Signaling network regulating plant branching: Recent advances and new challenges

Highlights

• We provide a critical overview on a current status of apical dominance (AD) research.

• Presumed role for each hormone and sugar implicated in AD regulation was assigned.

• New biochemical mechanisms of AD control involving mobile sugars are discussed.

• Special role was suggested for positive feedback loops involving sugars and hormones.

• Unresolved AD issues are highlighted, outlining the prospects for future studies.

Abstract

Auxin alone or supplemented with cytokinins and strigolactones were long considered as the main player(s) in the control of apical dominance (AD) and correlative inhibition of the lateral bud outgrowth, the processes that shape the plant phenotype. However, past decade data indicate a more sophisticated pathways of AD regulation, with the involvement of mobile carbohydrates which perform both signal and trophic functions. Here we provide a critical comprehensive overview of the current status of the AD problem. This includes insight into intimate mechanisms regulating directed auxin transport in axillary buds with participation of phytohormones and sugars. Also roles of auxin, cytokinin and sugars in the dormancy or sustained growth of the lateral meristems were assigned. This review not only provides the latest data on implicated phytohormone crosstalk and its relationship with the signaling of sugars and abscisic acid, new AD players, but also focuses on the emerging biochemical mechanisms, at first positive feedback loops involving both sugars and hormones, that ensure the sustained bud growth. Data show that sugars act in concert with cytokinins but antagonistically to strigolactone signaling. A complex bud growth regulating network is demonstrated and unresolved issues regarding the hormone–carbohydrate regulation of AD are highlighted.

Introduction

Emerging in the axils of the leaves of seed plants, the lateral buds after a short growth are usually inhibited in development and remain in a dormant state for some time, as long as they are not floral shoots of inflorescences [1]. The resumption of bud growth can be induced by removal of the terminal bud in the plant, leading to the assumption that the apical bud is an inhibitor of lateral buds. This phenomenon directly related to plant branching regulation is called apical dominance (AD). Despite its long-term study, this topic still remains at the center of attention of plant biologists. To date, a great body of experimental material has been accumulated on the mechanisms of the AD control of branching as well as genes involved in the regulation of dormancy/growth of lateral meristems. Studying the topic of AD and branching relies not only on academic interest, but may also be of practical importance for increasing plant productivity. For instance, the rice productivity increased by modulating activity of the gene IDEAL PLANT ARCHITECTURE 1 (IPA1)/SQUAMOSA PROMOTER BINDING PROTEIN-LIKE 14 (SPL14) [[2], [3], [4], [5]] which takes part in the AD control [6,7]. The purpose of our paper is to provide an overview of the current status, unsolved problems and main prospects of the AD regulation research.

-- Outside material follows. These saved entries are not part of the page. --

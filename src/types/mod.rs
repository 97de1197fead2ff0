//! Core value types: clause categories, the complete clause mapping and ids.

use std::collections::BTreeMap;
use std::fmt;
use std::num::NonZeroU32;
use std::str::FromStr;

use serde::{Deserialize, Serialize};

/// Clause text used when marker matching found nothing for a clause.
pub const NOT_FOUND: &str = "Not found";

/// Clause text (and issue text) used when model output could not be decoded.
pub const PARSING_FAILED: &str = "Parsing failed";

/// Rule text returned by keyword retrieval when the search came back empty.
pub const NO_RULE_FOUND: &str = "No rule found";

/// 1-based position of a chunk within its source document.
#[derive(Debug, Clone, Copy, PartialEq, Eq, Hash, PartialOrd, Ord, Serialize, Deserialize)]
pub struct ChunkId(NonZeroU32);

impl ChunkId {
    pub fn new(value: u32) -> Option<Self> {
        NonZeroU32::new(value).map(Self)
    }

    pub fn value(&self) -> u32 {
        self.0.get()
    }
}

impl fmt::Display for ChunkId {
    fn fmt(&self, f: &mut fmt::Formatter<'_>) -> fmt::Result {
        write!(f, "{}", self.0)
    }
}

/// The fixed set of clause categories an MOU is checked for.
///
/// Declaration order is the canonical processing and reporting order.
#[derive(Debug, Clone, Copy, PartialEq, Eq, Hash, PartialOrd, Ord, Serialize, Deserialize)]
#[serde(rename_all = "snake_case")]
pub enum ClauseKind {
    Purpose,
    PartiesResponsibilities,
    Confidentiality,
    TermTermination,
}

impl ClauseKind {
    /// All categories in canonical order.
    pub const ALL: [ClauseKind; 4] = [
        ClauseKind::Purpose,
        ClauseKind::PartiesResponsibilities,
        ClauseKind::Confidentiality,
        ClauseKind::TermTermination,
    ];

    /// Key used in schemas, reports and configuration.
    pub fn as_str(&self) -> &'static str {
        match self {
            Self::Purpose => "purpose",
            Self::PartiesResponsibilities => "parties_responsibilities",
            Self::Confidentiality => "confidentiality",
            Self::TermTermination => "term_termination",
        }
    }

    /// Query text for keyword search: the key with underscores as spaces.
    pub fn search_text(&self) -> String {
        self.as_str().replace('_', " ")
    }

    /// Default marker substring for marker-based extraction.
    pub fn default_marker(&self) -> &'static str {
        match self {
            Self::Purpose => "purpose",
            Self::PartiesResponsibilities => "responsibilit",
            Self::Confidentiality => "confidential",
            Self::TermTermination => "terminat",
        }
    }
}

impl fmt::Display for ClauseKind {
    fn fmt(&self, f: &mut fmt::Formatter<'_>) -> fmt::Result {
        f.write_str(self.as_str())
    }
}

impl FromStr for ClauseKind {
    type Err = String;

    fn from_str(s: &str) -> Result<Self, Self::Err> {
        Self::ALL
            .iter()
            .copied()
            .find(|kind| kind.as_str() == s)
            .ok_or_else(|| format!("unknown clause '{s}'"))
    }
}

/// Clause name to clause text, with an entry for every [`ClauseKind`].
///
/// There is no way to build a map with a missing key: absent clauses carry
/// a sentinel text ([`NOT_FOUND`] or [`PARSING_FAILED`]) instead.
#[derive(Debug, Clone, PartialEq, Eq, Serialize)]
pub struct ClauseMap(BTreeMap<ClauseKind, String>);

impl ClauseMap {
    /// Every clause set to the same text.
    pub fn filled(text: &str) -> Self {
        Self(
            ClauseKind::ALL
                .iter()
                .map(|kind| (*kind, text.to_string()))
                .collect(),
        )
    }

    /// Build from possibly incomplete entries; gaps get `fallback`.
    pub fn from_partial(
        entries: impl IntoIterator<Item = (ClauseKind, String)>,
        fallback: &str,
    ) -> Self {
        let mut map = Self::filled(fallback);
        for (kind, text) in entries {
            map.0.insert(kind, text);
        }
        map
    }

    pub fn get(&self, kind: ClauseKind) -> &str {
        // Every key is inserted at construction.
        self.0.get(&kind).map(String::as_str).unwrap_or(PARSING_FAILED)
    }

    pub fn set(&mut self, kind: ClauseKind, text: impl Into<String>) {
        self.0.insert(kind, text.into());
    }

    /// Entries in canonical order.
    pub fn iter(&self) -> impl Iterator<Item = (ClauseKind, &str)> {
        self.0.iter().map(|(kind, text)| (*kind, text.as_str()))
    }

    /// Whether every clause carries the given text.
    pub fn all_equal(&self, text: &str) -> bool {
        self.0.values().all(|v| v == text)
    }
}

#[cfg(test)]
mod tests {
    use super::*;

    #[test]
    fn test_canonical_order_matches_declaration() {
        let mut sorted = ClauseKind::ALL.to_vec();
        sorted.sort();
        assert_eq!(sorted, ClauseKind::ALL.to_vec());
        assert_eq!(ClauseKind::ALL[0].as_str(), "purpose");
        assert_eq!(ClauseKind::ALL[3].as_str(), "term_termination");
    }

    #[test]
    fn test_search_text_replaces_underscores() {
        assert_eq!(
            ClauseKind::PartiesResponsibilities.search_text(),
            "parties responsibilities"
        );
    }

    #[test]
    fn test_clause_kind_from_str() {
        assert_eq!(
            "confidentiality".parse::<ClauseKind>().unwrap(),
            ClauseKind::Confidentiality
        );
        assert!("indemnity".parse::<ClauseKind>().is_err());
    }

    #[test]
    fn test_partial_map_is_completed() {
        let map = ClauseMap::from_partial(
            [(ClauseKind::Purpose, "To cooperate".to_string())],
            NOT_FOUND,
        );

        assert_eq!(map.get(ClauseKind::Purpose), "To cooperate");
        assert_eq!(map.get(ClauseKind::Confidentiality), NOT_FOUND);
        assert_eq!(map.iter().count(), ClauseKind::ALL.len());
    }

    #[test]
    fn test_chunk_id_zero_is_rejected() {
        assert!(ChunkId::new(0).is_none());
        assert_eq!(ChunkId::new(3).unwrap().value(), 3);
    }
}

Currently, AD regulation appears as a network of interacting hormonal, trophic, and ontogenetic signals [8,9]. One of the first attempts to explain AD and correlative inhibition was initiated by botanists, followed by physiologists and they assumed that there is a competition of meristems for trophic resources, so-called trophic model [[10], [11], [12], [13]]. However, the question of how this proceeds remained long unanswered. Experiments on the replacement of the apical bud with lanolin paste with auxin, started more than 85 years ago, demonstrated the leading role of the apical auxin in inhibiting shoot branching [14]. To explain the auxin effect on the lateral meristem growth, two main mechanisms were suggested: auxin-transport model (AT-model) [[15], [16], [17]] and second messengers model (SM-model) [6,7,[18], [19], [20]], which were developed in parallel and in close interconnection. Paradoxically, the oldest trophic model was revived as well and acquired new content [8,[21], [22], [23]]. The phytochrome regulation of AD is not considered here, since this issue was covered in sufficient details in a recent review [9] as well as in [[24], [25], [26], [27], [28], [29]], stressing the inhibitory role of abscisic acid (ABA) in axillary bud growth.